As you belong to different groups you have different layers of culture: on a national level, regional or ethnic, and also based on gender, generation, social class, and the organization where you work. Imagine how many circles of influence where you can make a positive difference!

Positive Work Culture

My main focus is developing a positive organizational culture because we spend so much time in the workplace that it affects our lives outside of work as well. Anything we learn at work, we spread to our families, communities, groups, and associations.

How to develop a positive culture? Click To Tweet

I know that if everyone thrived at work, the world would be a better place. Not just because we would smile more, but also because we’d be more resilient, creative, innovative, energized, compassionate, flexible and productive. We’d think of more sustainable products and collaborate more.

Which culture is better?

What do national cultures have to do with thriving at work? People tend to think their own culture is “better” because we’re used to it. Even though I honestly think that some elements are better than others, the point is to be appreciative of diversity and to understand how the other person perceives the world.
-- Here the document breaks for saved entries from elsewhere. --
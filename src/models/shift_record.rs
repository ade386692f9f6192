//! Shift record model.
//!
//! A [`ShiftRecord`] is one worked shift as read from a timecard row.

use chrono::NaiveDateTime;
use serde::{Deserialize, Serialize};

/// Represents one worked shift for an employee.
///
/// Records are produced by the timecard adapter and only borrowed by the
/// analysis engine. `start <= end` is expected but not checked; a reversed
/// record yields negative durations that simply fail every threshold.
#[derive(Debug, Clone, PartialEq, Eq, Serialize, Deserialize)]
pub struct ShiftRecord {
    /// The employee's name, used to attribute findings.
    pub name: String,
    /// The employee's position or role.
    pub position: String,
    /// When the shift started.
    pub start: NaiveDateTime,
    /// When the shift ended.
    pub end: NaiveDateTime,
}

impl ShiftRecord {
    /// Creates a new shift record.
    pub fn new(
        name: impl Into<String>,
        position: impl Into<String>,
        start: NaiveDateTime,
        end: NaiveDateTime,
    ) -> Self {
        Self {
            name: name.into(),
            position: position.into(),
            start,
            end,
        }
    }

    /// Returns the whole hours worked in the shift, truncated.
    ///
    /// # Examples
    ///
    /// ```
    /// use timecard_engine::models::ShiftRecord;
    /// use chrono::NaiveDateTime;
    ///
    /// let shift = ShiftRecord::new(
    ///     "Jane Doe",
    ///     "Nurse",
    ///     NaiveDateTime::parse_from_str("2026-01-12 09:00:00", "%Y-%m-%d %H:%M:%S").unwrap(),
    ///     NaiveDateTime::parse_from_str("2026-01-12 17:45:00", "%Y-%m-%d %H:%M:%S").unwrap(),
    /// );
    /// assert_eq!(shift.duration_hours(), 8);
    /// ```
    pub fn duration_hours(&self) -> i64 {
        (self.end - self.start).num_hours()
    }
}
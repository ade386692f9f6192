//! Anomaly detection over ordered shift sequences.
//!
//! This module contains the interval arithmetic helpers, the three
//! detectors (seven consecutive days, short gaps between shifts, overly long
//! shifts) and the driver that runs them together. Every detector is a pure
//! function of a borrowed `&[ShiftRecord]`.

mod consecutive_days;
mod driver;
mod interval;
mod long_shift;
mod shift_gap;

pub use consecutive_days::{
    detect_consecutive_days, is_strict_calendar_chain, is_working_day_chain, window_policy,
    CONSECUTIVE_DAY_WINDOW,
};
pub use driver::{analyze, analyze_by_employee, analyze_shifts, AnalysisMode};
pub use interval::{
    add_days, calendar_days_between, count_weekend_days, days_between, hours_between,
    is_weekend_day,
};
pub use long_shift::{detect_long_shifts, LONG_SHIFT_HOURS};
pub use shift_gap::{detect_shift_gaps, is_short_gap, MAX_GAP_HOURS, MIN_GAP_HOURS};
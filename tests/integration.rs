//! Integration tests for the timecard engine HTTP API.
//!
//! This test suite covers:
//! - Consecutive days under both adjacency policies
//! - Short gaps and long shifts, including threshold boundaries
//! - Sequential versus per-employee analysis
//! - CSV timecard uploads
//! - Error cases

use axum::{
    body::Body,
    http::{Request, StatusCode},
    Router,
};
use serde_json::{json, Value};
use tower::ServiceExt;

use timecard_engine::api::{create_router, AppState};
use timecard_engine::config::ConfigLoader;
use timecard_engine::logging;

// =============================================================================
// Test Helpers
// =============================================================================

fn create_test_state() -> AppState {
    logging::init_test();
    let config = ConfigLoader::load("./config/timecard.yaml").expect("Failed to load config");
    AppState::new(config)
}

fn create_router_for_test() -> Router {
    create_router(create_test_state())
}

async fn post(router: Router, uri: &str, content_type: &str, body: String) -> (StatusCode, Value) {
    let response = router
        .oneshot(
            Request::builder()
                .method("POST")
                .uri(uri)
                .header("Content-Type", content_type)
                .body(Body::from(body))
                .unwrap(),
        )
        .await
        .unwrap();

    let status = response.status();
    let body_bytes = axum::body::to_bytes(response.into_body(), usize::MAX)
        .await
        .unwrap();
    let json: Value = serde_json::from_slice(&body_bytes).unwrap();

    (status, json)
}

async fn post_analyze(router: Router, body: Value) -> (StatusCode, Value) {
    post(router, "/analyze", "application/json", body.to_string()).await
}

fn create_shift(name: &str, start: &str, end: &str) -> Value {
    json!({
        "name": name,
        "position": "Nurse",
        "start": start,
        "end": end
    })
}

/// A 9:00 to 17:00 shift for Jane Doe on the given date.
fn day_shift(date: &str) -> Value {
    create_shift(
        "Jane Doe",
        &format!("{}T09:00:00", date),
        &format!("{}T17:00:00", date),
    )
}

fn findings_of<'a>(result: &'a Value, kind: &str) -> Vec<&'a Value> {
    result["findings"]
        .as_array()
        .unwrap()
        .iter()
        .filter(|f| f["kind"] == kind)
        .collect()
}

fn subject_indices(result: &Value, kind: &str) -> Vec<u64> {
    findings_of(result, kind)
        .iter()
        .map(|f| f["subject_index"].as_u64().unwrap())
        .collect()
}

// =============================================================================
// Consecutive Days
// =============================================================================

#[tokio::test]
async fn test_working_week_spanning_weekend_is_one_finding() {
    // Mon 12 .. Fri 16, then Mon 19 and Tue 20
    let shifts: Vec<Value> = [
        "2026-01-12",
        "2026-01-13",
        "2026-01-14",
        "2026-01-15",
        "2026-01-16",
        "2026-01-19",
        "2026-01-20",
    ]
    .iter()
    .map(|d| day_shift(d))
    .collect();

    let (status, result) = post_analyze(create_router_for_test(), json!({ "shifts": shifts })).await;

    assert_eq!(status, StatusCode::OK);
    assert_eq!(result["shifts_analyzed"], 7);
    assert_eq!(result["findings"].as_array().unwrap().len(), 1);

    let finding = &result["findings"][0];
    assert_eq!(finding["kind"], "consecutive_days");
    assert_eq!(finding["subject_index"], 0);
    assert_eq!(finding["policy"], "working_day");
    assert_eq!(
        finding["message"],
        "Employee Jane Doe worked for 7 consecutive days."
    );
}

#[tokio::test]
async fn test_strict_calendar_chain() {
    // Each shift starts exactly one day after the previous one ended
    let shifts = vec![
        create_shift("Jane Doe", "2026-01-12T09:00:00", "2026-01-12T17:00:00"),
        create_shift("Jane Doe", "2026-01-13T17:00:00", "2026-01-14T01:00:00"),
        create_shift("Jane Doe", "2026-01-15T01:00:00", "2026-01-15T09:00:00"),
        create_shift("Jane Doe", "2026-01-16T09:00:00", "2026-01-16T17:00:00"),
        create_shift("Jane Doe", "2026-01-17T17:00:00", "2026-01-18T01:00:00"),
        create_shift("Jane Doe", "2026-01-19T01:00:00", "2026-01-19T09:00:00"),
        create_shift("Jane Doe", "2026-01-20T09:00:00", "2026-01-20T17:00:00"),
    ];

    let (status, result) = post_analyze(create_router_for_test(), json!({ "shifts": shifts })).await;

    assert_eq!(status, StatusCode::OK);
    let findings = findings_of(&result, "consecutive_days");
    assert_eq!(findings.len(), 1);
    assert_eq!(findings[0]["policy"], "strict_calendar");
}

#[tokio::test]
async fn test_six_shifts_never_consecutive() {
    let shifts: Vec<Value> = (12..=17)
        .map(|day| day_shift(&format!("2026-01-{}", day)))
        .collect();

    let (_, result) = post_analyze(create_router_for_test(), json!({ "shifts": shifts })).await;

    assert!(findings_of(&result, "consecutive_days").is_empty());
}

#[tokio::test]
async fn test_ten_days_reports_each_window() {
    let shifts: Vec<Value> = (12..=21)
        .map(|day| day_shift(&format!("2026-01-{}", day)))
        .collect();

    let (_, result) = post_analyze(create_router_for_test(), json!({ "shifts": shifts })).await;

    assert_eq!(subject_indices(&result, "consecutive_days"), vec![0, 1, 2, 3]);
}

// =============================================================================
// Shift Gaps and Long Shifts
// =============================================================================

#[tokio::test]
async fn test_gap_boundaries() {
    let shifts = vec![
        // 1h gap to the next shift
        create_shift("Jane Doe", "2026-01-12T06:00:00", "2026-01-12T08:00:00"),
        // 5h gap
        create_shift("Jane Doe", "2026-01-12T09:00:00", "2026-01-12T11:00:00"),
        // 10h gap
        create_shift("Jane Doe", "2026-01-12T16:00:00", "2026-01-12T18:00:00"),
        create_shift("Jane Doe", "2026-01-13T04:00:00", "2026-01-13T06:00:00"),
    ];

    let (status, result) = post_analyze(create_router_for_test(), json!({ "shifts": shifts })).await;

    assert_eq!(status, StatusCode::OK);
    let gaps = findings_of(&result, "shift_gap");
    assert_eq!(gaps.len(), 1);
    assert_eq!(gaps[0]["subject_index"], 1);
    assert_eq!(gaps[0]["observed_hours"], 5);
    assert_eq!(
        gaps[0]["message"],
        "Employee Jane Doe has less than 10 hours between shifts but greater than 1 hour."
    );
}

#[tokio::test]
async fn test_long_shift_boundaries() {
    let shifts = vec![
        // Exactly 14h
        create_shift("Jane Doe", "2026-01-12T06:00:00", "2026-01-12T20:00:00"),
        // 14h 1m truncates to 14h
        create_shift("Jane Doe", "2026-01-14T06:00:00", "2026-01-14T20:01:00"),
        // 15h
        create_shift("Jane Doe", "2026-01-16T06:00:00", "2026-01-16T21:00:00"),
    ];

    let (_, result) = post_analyze(create_router_for_test(), json!({ "shifts": shifts })).await;

    let long = findings_of(&result, "long_shift");
    assert_eq!(long.len(), 1);
    assert_eq!(long[0]["subject_index"], 2);
    assert_eq!(long[0]["observed_hours"], 15);
    assert_eq!(
        long[0]["message"],
        "Employee Jane Doe worked for more than 14 hours in a single shift."
    );
}

#[tokio::test]
async fn test_findings_in_detector_order() {
    let shifts = vec![
        create_shift("Jane Doe", "2026-01-12T05:00:00", "2026-01-12T21:00:00"),
        create_shift("Jane Doe", "2026-01-13T01:00:00", "2026-01-13T05:00:00"),
    ];

    let (_, result) = post_analyze(create_router_for_test(), json!({ "shifts": shifts })).await;

    let kinds: Vec<&str> = result["findings"]
        .as_array()
        .unwrap()
        .iter()
        .map(|f| f["kind"].as_str().unwrap())
        .collect();
    assert_eq!(kinds, vec!["shift_gap", "long_shift"]);
}

#[tokio::test]
async fn test_same_request_same_findings() {
    let shifts: Vec<Value> = (12..=20)
        .map(|day| day_shift(&format!("2026-01-{}", day)))
        .collect();
    let body = json!({ "shifts": shifts });

    let (_, first) = post_analyze(create_router_for_test(), body.clone()).await;
    let (_, second) = post_analyze(create_router_for_test(), body).await;

    assert_eq!(first["findings"], second["findings"]);
    assert_ne!(first["correlation_id"], second["correlation_id"]);
}

// =============================================================================
// Analysis Modes
// =============================================================================

#[tokio::test]
async fn test_interleaved_employees_by_mode() {
    // Two employees alternating across a full week
    let mut shifts = Vec::new();
    for day in 12..=18 {
        let date = format!("2026-01-{}", day);
        shifts.push(create_shift(
            "Jane Doe",
            &format!("{}T06:00:00", date),
            &format!("{}T14:00:00", date),
        ));
        shifts.push(create_shift(
            "John Roe",
            &format!("{}T14:00:00", date),
            &format!("{}T22:00:00", date),
        ));
    }

    let (_, sequential) = post_analyze(
        create_router_for_test(),
        json!({ "shifts": shifts.clone(), "mode": "sequential" }),
    )
    .await;
    let (_, by_employee) = post_analyze(
        create_router_for_test(),
        json!({ "shifts": shifts, "mode": "by_employee" }),
    )
    .await;

    // Adjacent records share a day, so no sequential week is found
    assert!(findings_of(&sequential, "consecutive_days").is_empty());

    // Grouped per employee, both weeks are found at their first shifts
    assert_eq!(subject_indices(&by_employee, "consecutive_days"), vec![0, 1]);
    let names: Vec<&str> = findings_of(&by_employee, "consecutive_days")
        .iter()
        .map(|f| f["employee_name"].as_str().unwrap())
        .collect();
    assert_eq!(names, vec!["Jane Doe", "John Roe"]);
}

// =============================================================================
// Timecard Upload
// =============================================================================

#[tokio::test]
async fn test_timecard_upload() {
    let mut csv =
        String::from("Position ID,Position Status,Time,Time Out,Timecard Hours,Pay Cycle Start,Pay Cycle End,Employee Name\n");
    for day in 12..=18 {
        csv.push_str(&format!(
            "WFS000001,Active,01/{day}/2026 09:00 AM,01/{day}/2026 05:00 PM,8:00,,,Jane Doe\n"
        ));
    }
    csv.push_str("WFS000001,Active,,,,,,Jane Doe\n");

    let (status, result) =
        post(create_router_for_test(), "/analyze/timecard", "text/csv", csv).await;

    assert_eq!(status, StatusCode::OK);
    assert_eq!(result["shifts_analyzed"], 7);
    assert_eq!(result["skipped_rows"], 1);
    assert_eq!(subject_indices(&result, "consecutive_days"), vec![0]);
}

#[tokio::test]
async fn test_timecard_by_employee_query() {
    let csv = "header\n\
               WFS1,Active,01/12/2026 06:00 AM,01/12/2026 02:00 PM,,,,Jane Doe\n\
               WFS2,Active,01/12/2026 04:00 PM,01/12/2026 10:00 PM,,,,John Roe\n"
        .to_string();

    let (_, sequential) =
        post(create_router_for_test(), "/analyze/timecard", "text/csv", csv.clone()).await;
    let (_, by_employee) = post(
        create_router_for_test(),
        "/analyze/timecard?mode=by_employee",
        "text/csv",
        csv,
    )
    .await;

    // 2h between different employees only counts when adjacency is trusted
    assert_eq!(subject_indices(&sequential, "shift_gap"), vec![0]);
    assert!(findings_of(&by_employee, "shift_gap").is_empty());
}

// =============================================================================
// Error Cases
// =============================================================================

#[tokio::test]
async fn test_malformed_json() {
    let (status, result) = post(
        create_router_for_test(),
        "/analyze",
        "application/json",
        "{\"shifts\": [".to_string(),
    )
    .await;

    assert_eq!(status, StatusCode::BAD_REQUEST);
    assert_eq!(result["code"], "MALFORMED_JSON");
}

#[tokio::test]
async fn test_missing_start_is_validation_error() {
    let body = json!({
        "shifts": [{ "name": "Jane Doe", "end": "2026-01-12T17:00:00" }]
    });

    let (status, result) = post_analyze(create_router_for_test(), body).await;

    assert_eq!(status, StatusCode::BAD_REQUEST);
    assert_eq!(result["code"], "VALIDATION_ERROR");
}

#[tokio::test]
async fn test_invalid_timestamp_is_malformed_json() {
    let body = json!({
        "shifts": [create_shift("Jane Doe", "not a time", "2026-01-12T17:00:00")]
    });

    let (status, result) = post_analyze(create_router_for_test(), body).await;

    assert_eq!(status, StatusCode::BAD_REQUEST);
    assert_eq!(result["code"], "MALFORMED_JSON");
}

#[tokio::test]
async fn test_missing_content_type() {
    let response = create_router_for_test()
        .oneshot(
            Request::builder()
                .method("POST")
                .uri("/analyze")
                .body(Body::from(json!({ "shifts": [] }).to_string()))
                .unwrap(),
        )
        .await
        .unwrap();

    assert_eq!(response.status(), StatusCode::BAD_REQUEST);
    let body_bytes = axum::body::to_bytes(response.into_body(), usize::MAX)
        .await
        .unwrap();
    let result: Value = serde_json::from_slice(&body_bytes).unwrap();
    assert_eq!(result["code"], "MISSING_CONTENT_TYPE");
}

#[tokio::test]
async fn test_timecard_unreadable_timestamp() {
    let csv = "header\n\
               WFS1,Active,01/12/2026 06:00 AM,soon,,,,Jane Doe\n"
        .to_string();

    let (status, result) =
        post(create_router_for_test(), "/analyze/timecard", "text/csv", csv).await;

    assert_eq!(status, StatusCode::BAD_REQUEST);
    assert_eq!(result["code"], "INVALID_RECORD");
    assert!(result["message"].as_str().unwrap().contains("row 2"));
}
If you’d like to strengthen both your appreciation for diversity and your contribution to a positive culture at work, I invite you to join my Positive Culture Change Leadership Workshop. In an international setting, you’ll encounter colleagues from different continents and cultures and you’ll be amazed what you can learn from their cases and questions. This is not just fun (though it is). It is also very useful to train your understanding, appreciation, and your responses to differences.

Learn how to develop a positive culture

We’ll work on assessing and developing a positive organizational culture, developing organizational change, and practicing positive leadership. How to develop a positive culture? Click To Tweet
From Monday, May 28 to Wednesday, May 30, 2018, we’ll enjoy 2.5 days in a limited group of international leaders and consultants so that there’s personal time for everyone. The workshop is both theoretical and practical, so bring your questions and cases!

The Early Bird is only 1899 USD until January 28, 2018, and includes the workshop, three hotel nights with breakfast, three lunches and two dinners on Monday and Tuesday! After this, the regular fee applies.

I hope you’ll join me! I am looking forward to another truly diverse, international, inspiring Culture Change Leadership workshop…!

You can find more information and registration (click the Add to Cart button) at

Let’s upgrade our organizations to a positive and productive culture.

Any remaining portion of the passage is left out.